Minha esposa gosta de um doce que não é de vó, mas de bisavó: doce de cidra. Ela se delicia com aquelas raspas verdes, cristais de sua esperança.
Eu imaginava que só ela apreciasse esse quitute na face da terra, mais ninguém. Eu me enganei. Há uma legião de fanáticos.

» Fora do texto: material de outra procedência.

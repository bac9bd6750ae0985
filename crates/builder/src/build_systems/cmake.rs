//! CMake build system implementation

use super::{BuildSystem, BuildSystemContext, Definitions};
use async_trait::async_trait;
use cpkg_errors::{BuildError, Error};
use tokio::fs;

/// CMake build system
#[derive(Clone, Debug)]
pub struct CMakeBuildSystem {
    program: String,
}

impl CMakeBuildSystem {
    /// Create a new CMake build system instance
    #[must_use]
    pub fn new() -> Self {
        Self {
            program: "cmake".to_string(),
        }
    }

    /// Use a different cmake executable
    #[must_use]
    pub fn with_program(mut self, program: impl Into<String>) -> Self {
        self.program = program.into();
        self
    }

    /// Get CMake configuration arguments
    fn configure_args(ctx: &BuildSystemContext, definitions: &Definitions) -> Vec<String> {
        let mut args = Vec::with_capacity(definitions.len() + 1);

        // Always specify source directory
        args.push(ctx.source_dir.display().to_string());
        args.extend(
            definitions
                .iter()
                .map(|(name, value)| format!("-D{name}={value}")),
        );

        args
    }

    fn build_args(ctx: &BuildSystemContext) -> Vec<String> {
        let mut args = vec![
            "--build".to_string(),
            ".".to_string(),
            "--config".to_string(),
            ctx.build_type.as_str().to_string(),
        ];

        // Add parallel jobs
        if ctx.jobs > 1 {
            args.push("--parallel".to_string());
            args.push(ctx.jobs.to_string());
        }

        args
    }
}

impl Default for CMakeBuildSystem {
    fn default() -> Self {
        Self::new()
    }
}

#[async_trait]
impl BuildSystem for CMakeBuildSystem {
    async fn configure(
        &self,
        ctx: &BuildSystemContext,
        definitions: &Definitions,
    ) -> Result<(), Error> {
        fs::create_dir_all(&ctx.build_dir)
            .await
            .map_err(|e| Error::io_with_path(&e, &ctx.build_dir))?;

        let args = Self::configure_args(ctx, definitions);
        let result = ctx
            .execute(&self.program, &args, &ctx.build_dir, "configure")
            .await?;

        if !result.success {
            return Err(BuildError::ConfigureFailed {
                status: result.exit_code,
                output: result.combined_output(),
            }
            .into());
        }

        Ok(())
    }

    async fn build(&self, ctx: &BuildSystemContext) -> Result<(), Error> {
        let args = Self::build_args(ctx);
        let result = ctx
            .execute(&self.program, &args, &ctx.build_dir, "compile")
            .await?;

        if !result.success {
            return Err(BuildError::CompileFailed {
                status: result.exit_code,
                output: result.combined_output(),
            }
            .into());
        }

        Ok(())
    }
}

#[cfg(test)]
mod tests {
    use super::*;
    use crate::core::context::BuildContext;
    use cpkg_types::{BuildType, PackageReference};
    use std::path::PathBuf;

    fn ctx() -> BuildSystemContext {
        BuildSystemContext::new(
            BuildContext::new(PackageReference::new("httpmockserver", "0.1")),
            PathBuf::from("/w/source/httpmockserver"),
            PathBuf::from("/w/build"),
        )
    }

    #[test]
    fn configure_args_start_with_source_dir() {
        let mut defs = Definitions::new();
        defs.insert("USE_SYSTEM_CURL".into(), "ON".into());
        defs.insert("BUILD_CPR_TESTS".into(), "OFF".into());

        let args = CMakeBuildSystem::configure_args(&ctx(), &defs);
        assert_eq!(
            args,
            [
                "/w/source/httpmockserver",
                "-DBUILD_CPR_TESTS=OFF",
                "-DUSE_SYSTEM_CURL=ON"
            ]
        );
    }

    #[test]
    fn build_args_add_parallel_only_above_one_job() {
        let serial = CMakeBuildSystem::build_args(&ctx());
        assert_eq!(serial, ["--build", ".", "--config", "Release"]);

        let parallel =
            CMakeBuildSystem::build_args(&ctx().with_jobs(8).with_build_type(BuildType::Debug));
        assert_eq!(
            parallel,
            ["--build", ".", "--config", "Debug", "--parallel", "8"]
        );
    }

    #[tokio::test]
    async fn missing_cmake_is_reported_per_stage() {
        let cmake = CMakeBuildSystem::new().with_program("/nonexistent/cmake");
        let dir = tempfile::tempdir().unwrap();
        let ctx = BuildSystemContext::new(
            BuildContext::new(PackageReference::new("httpmockserver", "0.1")),
            dir.path().join("source"),
            dir.path().join("build"),
        );

        let configure = cmake.configure(&ctx, &Definitions::new()).await.unwrap_err();
        assert_eq!(configure.stage(), Some("configure"));

        let compile = cmake.build(&ctx).await.unwrap_err();
        assert_eq!(compile.stage(), Some("compile"));
    }
}
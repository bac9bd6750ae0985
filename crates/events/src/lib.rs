#![deny(clippy::pedantic, unsafe_code)]
#![allow(clippy::module_name_repetitions)]

//! Event system for async communication in cpkg
//!
//! All output goes through events - no direct logging or printing is allowed
//! outside the CLI. Library crates hold an [`EventSender`] and emit
//! [`AppEvent`]s; the CLI drains the receiver and turns each event into a
//! structured `tracing` record.

pub mod events;
pub use events::{AppEvent, BuildEvent, BuildPhase, FailureContext, GeneralEvent};

use tokio::sync::mpsc::UnboundedSender;

/// Type alias for event sender using the `AppEvent` system
pub type EventSender = UnboundedSender<AppEvent>;

/// Type alias for event receiver using the `AppEvent` system
pub type EventReceiver = tokio::sync::mpsc::UnboundedReceiver<AppEvent>;

/// Create a new event channel
#[must_use]
pub fn channel() -> (EventSender, EventReceiver) {
    tokio::sync::mpsc::unbounded_channel()
}

/// The unified trait for emitting events throughout cpkg
///
/// Works the same whether you hold a raw `EventSender` or a struct that
/// contains an optional one.
pub trait EventEmitter {
    /// Get the event sender for this emitter
    fn event_sender(&self) -> Option<&EventSender>;

    /// Emit an event through this emitter
    fn emit(&self, event: AppEvent) {
        if let Some(sender) = self.event_sender() {
            // Ignore send errors - if receiver is dropped, we just continue
            let _ = sender.send(event);
        }
    }

    /// Emit a warning event
    fn emit_warning(&self, message: impl Into<String>) {
        self.emit(AppEvent::General(GeneralEvent::warning(message)));
    }
}

/// `EventSender` can be used directly where an `EventEmitter` is expected
impl EventEmitter for EventSender {
    fn event_sender(&self) -> Option<&EventSender> {
        Some(self)
    }
}

impl EventEmitter for Option<EventSender> {
    fn event_sender(&self) -> Option<&EventSender> {
        self.as_ref()
    }
}
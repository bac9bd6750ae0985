//! Source acquisition port and its git implementation

use async_trait::async_trait;
use cpkg_errors::{BuildError, Error};
use std::path::Path;

/// Materializes an upstream tree at a destination directory
#[async_trait]
pub trait SourceFetcher: Send + Sync {
    /// Clone `url` into `dest`, at `git_ref` when given or the default ref
    /// otherwise
    ///
    /// `dest` must not exist yet; its parent does.
    async fn fetch(&self, url: &str, git_ref: Option<&str>, dest: &Path) -> Result<(), Error>;
}

/// Last path segment of a repository URL without a trailing `.git`
///
/// # Errors
///
/// Returns `BuildError::InvalidUrl` when no usable segment exists.
pub fn project_name(url: &str) -> Result<&str, Error> {
    url.trim_end_matches('/')
        .rsplit(['/', ':'])
        .next()
        .map(|segment| segment.strip_suffix(".git").unwrap_or(segment))
        .filter(|name| !name.is_empty() && *name != "." && *name != "..")
        .ok_or_else(|| {
            BuildError::InvalidUrl {
                url: url.to_string(),
            }
            .into()
        })
}

/// Clones with the `git` command line tool
#[derive(Clone, Debug)]
pub struct GitFetcher {
    program: String,
    shallow: bool,
}

impl GitFetcher {
    #[must_use]
    pub fn new() -> Self {
        Self {
            program: "git".to_string(),
            shallow: true,
        }
    }

    /// Use a different git executable
    #[must_use]
    pub fn with_program(mut self, program: impl Into<String>) -> Self {
        self.program = program.into();
        self
    }

    /// Toggle `--depth 1`
    #[must_use]
    pub fn with_shallow(mut self, shallow: bool) -> Self {
        self.shallow = shallow;
        self
    }

    fn clone_args(&self, url: &str, git_ref: Option<&str>, dest: &Path) -> Vec<String> {
        let mut args = vec!["clone".to_string()];
        if self.shallow {
            args.push("--depth".to_string());
            args.push("1".to_string());
        }
        if let Some(git_ref) = git_ref {
            args.push("--branch".to_string());
            args.push(git_ref.to_string());
        }
        args.push(url.to_string());
        args.push(dest.display().to_string());
        args
    }
}

impl Default for GitFetcher {
    fn default() -> Self {
        Self::new()
    }
}

#[async_trait]
impl SourceFetcher for GitFetcher {
    async fn fetch(&self, url: &str, git_ref: Option<&str>, dest: &Path) -> Result<(), Error> {
        let git = which::which(&self.program).map_err(|_| BuildError::ToolNotFound {
            tool: self.program.clone(),
            stage: "source",
        })?;

        let args = self.clone_args(url, git_ref, dest);
        let output = tokio::process::Command::new(git)
            .args(&args)
            .env("GIT_TERMINAL_PROMPT", "0")
            .output()
            .await
            .map_err(|e| BuildError::AcquisitionFailed {
                url: url.to_string(),
                message: e.to_string(),
            })?;

        if !output.status.success() {
            return Err(BuildError::AcquisitionFailed {
                url: url.to_string(),
                message: String::from_utf8_lossy(&output.stderr).trim().to_string(),
            }
            .into());
        }

        Ok(())
    }
}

Existe até uma canção de Rolando Boldrin para endeusar o seu gosto, envolvendo uma história de amor. No caso do famoso apresentador do Som Brasil, ele teve uma desilusão com uma doceira de olhos verdes:
Quem não conhece um docinho bem caseiro Que hoje enfeita os tabuleiros das festas do interior É tão verdinho que o olhar da gente vidra Chama-se doce de cidra, com um pouquinho de amargor O amarguinho que ele tem inofensivo Não é doce enjoativo, é gostoso de comer
Doce de cidra é antigo, com raízes na culinária portuguesa. É feito das frutas cítricas após dias de molho, num verdadeiro banho de depuração.
Parece que quanto mais envelhecemos, mais retornamos às sobremesas da meninice.
Comer passa a ser o mesmo que recordar. Não são mais operações distintas. Você busca reprisar as refeições familiares e suprir a falta que sente de todo mundo que partiu.
Talvez seja o nosso ímpeto para recuperar a casa cheia, a vida daquela época repleta de promessas.
Resgata-se um período mental de liberdade gustativa, em que não havia restrições com a glicose, ou medo da diabetes, muito menos economia com as gemas dos ovos.
Você vai querendo repetir o que se tornou raro. Vai se tornando raro ao repetir o passado.
Eu era apaixonado por brigadeiro de cacau, por branquinho, por panelinha de coco, por pastel de nata, por queijadinha, por quindim, por guloseimas pequeninas e explosivas de vitalidade. Hoje só me interesso pela estética e o perfume do pudim de leite.
Prevalece um detalhe na transformação de comportamento. Abandonei a porção individual pela coletiva, servida em vasilha ou porcelana, a ser dividida com os outros.
O pudim de leite virou minha obsessão. Odiava a casca da cobertura. Hoje devoro primeiro o recheio, para depois saborear lentamente a crocância do açúcar queimado com a calda.
A arte já começa ao cortar uma fatia. Devo controlar a força de minha mão para não abusar com uma incisão transversal e levar o pudim inteiro para a mesa.
Não é que eu fiquei mais tradicional, eu tenho muito mais saudade de quem já fui.
Minha existência mudou de parâmetros, abolindo preconceitos alimentares.
Agora respeito o uso do cravo no beijinho ou no arroz-doce. Antes, acreditava que era um desperdício aquele adorno, aquela estaca da especiaria. Eu apenas reclamava do trabalho de tirá-lo.
Agora reverencio o manjar, o bolo gelado de coco e abacaxi, o flan de coco, o tiramissu. Nem mais faço piada com o pavê.
Agora entendo por que a ambrosia e o sagu jamais vão perder a realeza.
O que mais ansiamos é roubar a geladeira da infância novamente. Aliás, o nosso coração se converte na própria geladeira.
Nossas crianças interiores são famintas.